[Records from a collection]
◇ ◇ ◇ ◇ ◇ ◇ ◇

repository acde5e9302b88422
//! Inbound adapters that translate external requests into domain service
//! calls while keeping framework details at the edge.
//!
//! HTTP handlers live under [`http`].

pub mod http;
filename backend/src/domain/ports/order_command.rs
//! Driving port for order mutations.

use async_trait::async_trait;
use chrono::{DateTime, Utc};

use crate::domain::{
    AddressParts, AuthenticatedUser, Coordinates, Error, Order, OrderId, OrderStatus, PackageSize,
    UserId,
};

use super::UserPayload;

/// Serializable order view shared by commands and queries.
#[derive(Debug, Clone, PartialEq)]
pub struct OrderPayload {
    pub id: OrderId,
    pub client_id: UserId,
    pub origin: Coordinates,
    pub destination: Coordinates,
    pub origin_address: AddressParts,
    pub destination_address: AddressParts,
    pub product_quantity: u32,
    pub total_weight: f64,
    pub package_size: PackageSize,
    pub status: OrderStatus,
    pub created_at: DateTime<Utc>,
    pub updated_at: DateTime<Utc>,
    /// Owning client, when the use case already had it at hand.
    pub client: Option<UserPayload>,
}

impl From<Order> for OrderPayload {
    fn from(order: Order) -> Self {
        Self {
            id: order.id(),
            client_id: order.client_id().clone(),
            origin: order.origin(),
            destination: order.destination(),
            origin_address: order.origin_address().clone().into(),
            destination_address: order.destination_address().clone().into(),
            product_quantity: order.product_quantity(),
            total_weight: order.total_weight(),
            package_size: order.package_size(),
            status: order.status(),
            created_at: order.created_at(),
            updated_at: order.updated_at(),
            client: None,
        }
    }
}

/// New order submitted by a client.
#[derive(Debug, Clone)]
pub struct CreateOrderRequest {
    pub client_id: UserId,
    pub origin: Coordinates,
    pub destination: Coordinates,
    pub origin_address: AddressParts,
    pub destination_address: AddressParts,
    pub product_quantity: u32,
    pub total_weight: f64,
}

/// Created order plus the estimated route length.
#[derive(Debug, Clone, PartialEq)]
pub struct CreateOrderResponse {
    pub order: OrderPayload,
    pub estimated_distance_km: Option<f64>,
}

/// Status change requested by `actor`.
#[derive(Debug, Clone)]
pub struct UpdateOrderStatusRequest {
    pub actor: AuthenticatedUser,
    pub order_id: OrderId,
    pub status: OrderStatus,
}

/// Order mutations exposed to inbound adapters.
#[cfg_attr(test, mockall::automock)]
#[async_trait]
pub trait OrderCommand: Send + Sync {
    /// Validate and store a new order for an existing client.
    async fn create_order(&self, request: CreateOrderRequest)
    -> Result<CreateOrderResponse, Error>;

    /// Apply a lifecycle transition. Only admins may call this.
    async fn update_status(&self, request: UpdateOrderStatusRequest)
    -> Result<OrderPayload, Error>;
}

◇ ◇ ◇ ◇ ◇ ◇ ◇

What to do.
Every line from the one containing "pub trait OrderCommand: Send" through the last line of the entries above must be output exactly. Leave the rest out.

Reply to the exercise.
pub trait OrderCommand: Send + Sync {
    /// Validate and store a new order for an existing client.
    async fn create_order(&self, request: CreateOrderRequest)
    -> Result<CreateOrderResponse, Error>;

    /// Apply a lifecycle transition. Only admins may call this.
    async fn update_status(&self, request: UpdateOrderStatusRequest)
    -> Result<OrderPayload, Error>;
}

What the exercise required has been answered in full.